In the present study, we analysed the prospective risk of cancer in a unique cohort of individuals with the same CDKN2A germline variant (p16-Leiden). In addition, we examined the association between a personal history of smoking and the development of cancer.

Patients and methods

Patient cohort

Individuals were included in this study on the basis of carrier status for the p16-Leiden germline variant and participation in a pancreatic surveillance programme, which consisted of a yearly abdominal MRI combined with magnetic resonance cholangiopancreatography from the age of 45.5

A complete medical history was obtained at the start of the surveillance study. Following this first visit, patients revisited the gastroenterologist annually, at which point the occurrence of new cancers or other diseases was assessed. For the current study, all medical records (with pathological confirmation) were obtained for each individual from the electronic hospital information system. Only cancers that occurred after the first contact were included in the analysis. The study inclusion and follow-up period was from January 2000 to April 2013. The follow-up time for each individual started from inclusion until the last documented appointment with a medical specialist at the Leiden University Medical Center, or the date of death.

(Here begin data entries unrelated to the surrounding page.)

//! Dynamic batching for rate-limited inference engines.
//!
//! A per-model scheduling component that accepts a stream of inference
//! requests from many producers and emits *payloads* (batches of one or
//! more requests) to a downstream execution engine, trading a bounded
//! amount of queueing delay for larger, more efficient batches.
//!
//! # Features
//!
//! - **Priority queueing**: multi-level FIFO with per-level timeout
//!   policies (reject or delay) and capacity bounds
//! - **Batch shaping**: preferred batch sizes, a hard maximum, a queue
//!   delay bound, equal-shape constraints and custom include hooks
//! - **Response caching**: optional hash-based cache consulted before
//!   queueing, with insert-on-miss on the response path
//! - **Ordered delivery**: optional in-order response emission per
//!   priority level
//!
//! # Example
//!
//! ```rust,ignore
//! use std::sync::Arc;
//! use microbatch::{DynamicBatchScheduler, SchedulerConfig, SchedulerOptions};
//! use microbatch_core::{InferenceRequest, Tensor, DataType};
//!
//! let scheduler = DynamicBatchScheduler::start(SchedulerOptions {
//!     model: "resnet50".to_string(),
//!     instance: None,
//!     config: SchedulerConfig::high_throughput(),
//!     rate_limiter: my_rate_limiter,
//!     cache: None,
//!     custom_batcher: None,
//! })?;
//!
//! let (request, mut responses) = InferenceRequest::new(
//!     "resnet50",
//!     vec![Tensor::new("x", DataType::F32, vec![3, 224, 224])],
//! );
//! scheduler.enqueue(request)?;
//! let envelope = responses.recv().await.unwrap();
//! ```

pub mod cache;
pub mod config;
pub mod finalize;
pub mod hooks;
pub mod limiter;
pub mod metrics;
pub mod payload;
pub mod scheduler;

pub use cache::{CacheError, LruResponseCache, ResponseCache};
pub use config::{ConfigError, SchedulerConfig};
pub use finalize::OrderedFinalizer;
pub use hooks::{CustomBatcher, HookError};
pub use limiter::{ModelInstance, PayloadOperation, RateLimiter};
pub use metrics::{BatcherMetrics, MetricsSnapshot};
pub use payload::{Payload, PayloadInner, PayloadState, RequiredEqualInputs};
pub use scheduler::{DynamicBatchScheduler, SchedulerOptions, DELAY_SCHEDULER_ENV};
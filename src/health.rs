// Copyright (c) 2025, The Ruskit Authors
// MIT License
// All rights reserved.

//! # Connection Health Monitor
//!
//! A background task scoped to one connection handle. It waits for whichever comes
//! first: the connection close notification, in which case it forwards exactly one
//! signal, or cancellation of its scope, in which case it exits without emitting
//! anything. The dispatch loop can then notice connection loss even while it is
//! parked waiting for the next delivery.

use crate::handle::{CloseReason, ClosedSignal};
use std::future::Future;
use tokio_util::sync::CancellationToken;
use tracing::{debug, warn};

/// Spawns a health monitor watching `close_notification` until `scope` is cancelled.
///
/// # Returns
/// The signal the monitor fires on connection loss
pub fn spawn_health_monitor<F>(close_notification: F, scope: CancellationToken) -> ClosedSignal
where
    F: Future<Output = CloseReason> + Send + 'static,
{
    let (notifier, signal) = ClosedSignal::pair();

    tokio::spawn(async move {
        tokio::select! {
            reason = close_notification => {
                warn!(reason = %reason, "connection lost");
                let _ = notifier.send(reason);
            }
            _ = scope.cancelled() => {
                debug!("stopping connection health monitoring");
            }
        }
    });

    signal
}
// Copyright (c) 2025, The Ruskit Authors
// MIT License
// All rights reserved.

//! # OpenTelemetry Integration
//!
//! Trace context travels through AMQP message headers: the publisher injects the
//! caller's context, the dispatch loop extracts it from each delivery and opens a
//! consumer span for the processing of that delivery.

use lapin::types::{AMQPValue, FieldTable, ShortString};
use opentelemetry::{
    global::{self, BoxedSpan, BoxedTracer},
    propagation::{Extractor, Injector},
    trace::{SpanKind, Tracer},
    Context,
};
use std::{borrow::Cow, collections::BTreeMap};
use tracing::error;

/// Name of the tracer used for consumer spans
pub(crate) const TRACER_NAME: &str = "amqp consumer";

/// Writes trace context entries into AMQP headers.
struct HeaderInjector<'a> {
    headers: &'a mut BTreeMap<ShortString, AMQPValue>,
}

impl Injector for HeaderInjector<'_> {
    fn set(&mut self, key: &str, value: String) {
        self.headers.insert(
            key.to_lowercase().into(),
            AMQPValue::LongString(value.into()),
        );
    }
}

/// Reads trace context entries from AMQP headers.
struct HeaderExtractor<'a> {
    headers: &'a BTreeMap<ShortString, AMQPValue>,
}

impl Extractor for HeaderExtractor<'_> {
    /// Gets a trace context value, only long-string headers are considered.
    fn get(&self, key: &str) -> Option<&str> {
        self.headers.get(key).and_then(|header_value| {
            if let AMQPValue::LongString(header_value) = header_value {
                std::str::from_utf8(header_value.as_bytes())
                    .map_err(|e| error!("Error decoding header value {:?}", e))
                    .ok()
            } else {
                None
            }
        })
    }

    fn keys(&self) -> Vec<&str> {
        self.headers.keys().map(|header| header.as_str()).collect()
    }
}

/// Injects the trace context `ctx` into `headers`.
pub(crate) fn inject(ctx: &Context, headers: &mut BTreeMap<ShortString, AMQPValue>) {
    global::get_text_map_propagator(|propagator| {
        propagator.inject_context(ctx, &mut HeaderInjector { headers })
    });
}

/// Extracts the trace context carried by message headers.
pub(crate) fn extract(headers: Option<&FieldTable>) -> Context {
    let empty = BTreeMap::new();
    let headers = headers.map(|table| table.inner()).unwrap_or(&empty);

    global::get_text_map_propagator(|propagator| propagator.extract(&HeaderExtractor { headers }))
}

/// Creates a consumer span named `name` as a child of `ctx`.
pub(crate) fn consumer_span(tracer: &BoxedTracer, name: &str, ctx: &Context) -> BoxedSpan {
    tracer
        .span_builder(Cow::from(name.to_owned()))
        .with_kind(SpanKind::Consumer)
        .start_with_context(tracer, ctx)
}
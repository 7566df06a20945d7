// Copyright (c) 2025, The Ruskit Authors
// MIT License
// All rights reserved.

//! # automq
//!
//! A resilient RabbitMQ consumer/producer runtime. A [`manager::ConnectionManager`]
//! owns the broker connection, declares a dead-letter-aware topology for each
//! stream, and runs consumers that push every delivery through a
//! [`handler::HandlerChain`], reconnecting after a fixed interval whenever the
//! connection is lost.

mod consumer;
mod otel;

pub mod channel;
pub mod config;
pub mod dispatcher;
pub mod errors;
pub mod exchange;
pub mod handle;
pub mod handler;
pub mod handlers;
pub mod health;
pub mod manager;
pub mod message;
pub mod publisher;
pub mod queue;
pub mod topology;

pub use config::{ConnectionConfig, StreamConfig};
pub use errors::{AmqpError, HandlerError};
pub use handler::{HandlerChain, HandlerContext, MessageHandler};
pub use manager::{ConnectionManager, ConsumerHandle};
pub use message::Message;
pub use publisher::{Json, Payload, Publisher};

Cancer risk estimates and statistical analysis

The prospectively observed cancers were classified by the International Classification of Diseases code 10 (ICD-10). To calculate the expected number of cancers, 5-year cancer incidence rates of matching ICD codes, specific for sex and age, were obtained from the Netherlands Cancer Registry for the province of South-Holland in the Netherlands.11 To calculate the expected number of neuroendocrine tumours, national incidence rates were used for the period 2001–2010.12 The relative risks (RRs) were computed by dividing the observed cancer numbers into each group by the expected cancer numbers. Confidence intervals (CIs) for the RRs were calculated with the use of Poisson probabilities. To compute the impact of tobacco use on cancer development, individuals were classified as either ever-smokers (current or former) or never-smokers at inclusion in the study; χ2 analysis was used for comparison. Acquired data were submitted to a public CDKN2A gene variant database (http://chromium.liacs.nl/LOVD2/home.php; submission ID no. 0014954).

Results

Patient characteristics

A total of 150 proven or implied carriers of the p16-Leiden germline variant were included (64 males, median age at inclusion 51 years (range, 36–72 years)). One hundred and forty-four individuals had a proven p16-Leiden germline variant, including a homozygote for the p16-Leiden variant. The remaining six individuals had at least one melanoma in their medical history and a close relative with the p16-Leiden germline variant, which makes them highly likely of being a carrier (>97% according to Bayesian probabilities). The median time of follow-up was 43 months (range, 1–144 months; first to third quartiles, 17–89 months). The total observation period was 682 person years.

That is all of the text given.